Chicken Tandoori
User Reviews
5
Chicken Tandoori
Description
The recipe marinates chicken legs in a mixture of yogurt, tandoori masala, turmeric, chili powders, crushed cumin seeds, garlic and ginger pastes, lemon juice, and oil. The acidic and spiced marinade tenderizes the meat while infusing it with classic tandoori flavors. The legs may be scored to allow deeper penetration of the marinade.
After marinating (preferably overnight), the chicken is oven-baked covered on a foil-lined tray and then broiled uncovered at high heat to develop a charred, slightly smoky surface characteristic of tandoori. This method yields moist meat with a crust that contrasts with tender inside.
Serving the chicken with steamed rice balances the spices and creates a full meal. It’s important to space the chicken pieces while baking for even cooking and to avoid overbaking which leads to dryness. Resting the cooked chicken before serving lets juices redistribute for optimal moistness.
This preparation suits those wanting to replicate tandoori style chicken at home using an oven, providing control over marination and cooking stages without a traditional tandoor.
Ingredients
- 1 kg chicken Legs
- 100 g yogurt
- 1 tbsp neutral cooking oil generic cooking oil
- 2 tbsp tandoori masala
- 1 tsp salt
- 1 tsp turmeric powder Haldi
- 1 tsp chilli powder
- 1 tsp chilli pepper crushed
- 2 tsp ginger paste
- 2 tsp garlic paste
- 1 tsp lemon juice
- 2 tsp cumin seeds Jeera
Instructions
- In a bowl add all of the ingredients (except the chicken) then whisk until all of the ingredients are fully combined
- Add the chicken into the marinade then coat each leg piece evenly (see note 1)
- Set aside and allow to marinade for at least 60 minutes (see note 2)
- Once ready to cook, preheat the oven to 220°C (425°F) Gas mark 7
- Line a baking tray with foil and place the marinated chicken legs in a single layer then cover with more foil (see note 3)
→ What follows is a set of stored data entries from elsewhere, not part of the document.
use axum::extract::State;
use axum::http::StatusCode;
use axum::Form;
use serde::Deserialize;

use super::login::AccessTokenData;
use super::ApiError;
use super::ApiSuccess;
use crate::inbound::http::router::AppState;

/// OAuth2 password-grant style token endpoint (form encoded).
pub async fn issue_token(
    State(state): State<AppState>,
    Form(form): Form<TokenForm>,
) -> Result<ApiSuccess<AccessTokenData>, ApiError> {
    if let Some(grant_type) = form.grant_type.as_deref() {
        if grant_type != "password" {
            return Err(ApiError::BadRequest(format!(
                "Unsupported grant_type: {}",
                grant_type
            )));
        }
    }

    state
        .auth_service
        .login(&form.username, &form.password)
        .await
        .map_err(ApiError::from)
        .map(|token| ApiSuccess::new(StatusCode::OK, token.into()))
}

#[derive(Debug, Clone, PartialEq, Eq, Deserialize)]
pub struct TokenForm {
    grant_type: Option<String>,
    username: String,
    password: String,
}
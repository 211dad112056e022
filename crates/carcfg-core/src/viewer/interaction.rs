//! Drag-to-rotate interaction.
//!
//! # State machine
//!
//! ```text
//!            pointer down (x)
//!   Idle ───────────────────────► Dragging { last_x }
//!    ▲                               │   │
//!    │      pointer up / leave       │   │ pointer move (x):
//!    └───────────────────────────────┘   │   yield (x - last_x) * sensitivity
//!                                        └── last_x = x
//! ```
//!
//! Moves while `Idle` are ignored.  Only horizontal displacement matters; the
//! resulting delta is applied to the car body's yaw, never to the camera.

/// Radians of body rotation per pixel of horizontal drag.
pub const DEFAULT_SENSITIVITY: f32 = 0.01;

/// A pointer event delivered by the render surface.
#[derive(Debug, Clone, Copy, PartialEq)]
pub enum PointerEvent {
    Down { x: f32 },
    Move { x: f32 },
    Up,
    Leave,
}

#[derive(Debug, Clone, Copy, PartialEq, Default)]
pub enum DragState {
    #[default]
    Idle,
    Dragging {
        /// Horizontal position of the previous pointer event.
        last_x: f32,
    },
}

/// Turns pointer events into body rotation increments.
#[derive(Debug, Clone, Copy, PartialEq)]
pub struct DragRotate {
    state: DragState,
    sensitivity: f32,
}

impl Default for DragRotate {
    fn default() -> Self {
        Self::new(DEFAULT_SENSITIVITY)
    }
}

impl DragRotate {
    pub fn new(sensitivity: f32) -> Self {
        Self {
            state: DragState::Idle,
            sensitivity,
        }
    }

    pub fn state(&self) -> DragState {
        self.state
    }

    pub fn is_dragging(&self) -> bool {
        matches!(self.state, DragState::Dragging { .. })
    }

    /// Advances the state machine.
    ///
    /// Returns the rotation delta in radians to apply to the body, if any.
    pub fn handle(&mut self, event: PointerEvent) -> Option<f32> {
        match (self.state, event) {
            (_, PointerEvent::Down { x }) => {
                self.state = DragState::Dragging { last_x: x };
                None
            }
            (DragState::Dragging { last_x }, PointerEvent::Move { x }) => {
                self.state = DragState::Dragging { last_x: x };
                Some((x - last_x) * self.sensitivity)
            }
            (DragState::Idle, PointerEvent::Move { .. }) => None,
            (_, PointerEvent::Up | PointerEvent::Leave) => {
                self.state = DragState::Idle;
                None
            }
        }
    }

    /// Forces the machine back to `Idle`, e.g. when listeners are detached.
    pub fn reset(&mut self) {
        self.state = DragState::Idle;
    }
}

#[cfg(test)]
mod tests {
    use super::*;

    #[test]
    fn test_starts_idle() {
        assert_eq!(DragRotate::default().state(), DragState::Idle);
    }

    #[test]
    fn test_move_while_idle_yields_nothing() {
        let mut drag = DragRotate::default();
        assert_eq!(drag.handle(PointerEvent::Move { x: 50.0 }), None);
        assert_eq!(drag.state(), DragState::Idle);
    }

    #[test]
    fn test_down_enters_dragging_and_records_position() {
        let mut drag = DragRotate::default();

        let delta = drag.handle(PointerEvent::Down { x: 120.0 });

        assert_eq!(delta, None);
        assert_eq!(drag.state(), DragState::Dragging { last_x: 120.0 });
    }

    #[test]
    fn test_move_yields_delta_since_last_move() {
        // Arrange
        let mut drag = DragRotate::new(0.5);
        drag.handle(PointerEvent::Down { x: 10.0 });

        // Act
        let first = drag.handle(PointerEvent::Move { x: 14.0 });
        let second = drag.handle(PointerEvent::Move { x: 12.0 });

        // Assert – each delta is relative to the previous move, not to the press
        assert_eq!(first, Some(2.0));
        assert_eq!(second, Some(-1.0));
    }

    #[test]
    fn test_up_and_leave_return_to_idle() {
        for end in [PointerEvent::Up, PointerEvent::Leave] {
            let mut drag = DragRotate::default();
            drag.handle(PointerEvent::Down { x: 0.0 });

            drag.handle(end);

            assert!(!drag.is_dragging(), "{end:?} must end the drag");
            assert_eq!(drag.handle(PointerEvent::Move { x: 30.0 }), None);
        }
    }

    #[test]
    fn test_default_sensitivity_is_one_hundredth_radian_per_pixel() {
        let mut drag = DragRotate::default();
        drag.handle(PointerEvent::Down { x: 0.0 });
        let delta = drag.handle(PointerEvent::Move { x: 100.0 }).expect("dragging");
        assert!((delta - 1.0).abs() < 1e-6);
    }

    #[test]
    fn test_reset_abandons_drag() {
        let mut drag = DragRotate::default();
        drag.handle(PointerEvent::Down { x: 0.0 });
        drag.reset();
        assert_eq!(drag.state(), DragState::Idle);
    }
}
- Bake for 45 minutes then drain any excess juices
- Remove the foil and broil at 250°C (480°F) Gas mark 9 on the top shelf of the oven for 10 minutes until lightly charred (see note 4)
- Serve with a side of steamed rice and enjoy!
Notes
- Make 2-3 incisions on large chicken legs to help marinade penetrate thoroughly.
- Marinate the chicken overnight for more intense flavor and juicier meat.
- Arrange chicken pieces with space between them on the tray to ensure even cooking.
- Avoid overbaking to prevent dryness; allow chicken to rest at least 10 minutes after cooking.
Nutrition Information
Show DetailsNutrition Facts
Serving: 5Serving
Amount Per Serving
Calories 306 kcal
% Daily Value*
| Calories | 306kcal | 15% |
| Carbohydrates | 5g | 2% |
| Protein | 20g | 40% |
| Fat | 22g | 34% |
| Saturated Fat | 6g | 30% |
| Trans Fat | 0.1g | 5% |
| Cholesterol | 109mg | 36% |
| Sodium | 1134mg | 47% |
| Potassium | 360mg | 8% |
| Fiber | 1g | 4% |
| Sugar | 2g | 4% |
| Vitamin A | 372IU | 7% |
| Vitamin C | 2mg | 2% |
| Vitamin D | 0.1µg | 1% |
| Calcium | 57mg | 6% |
| Iron | 2mg | 11% |
* Percent Daily Values are based on a 2,000 calorie diet.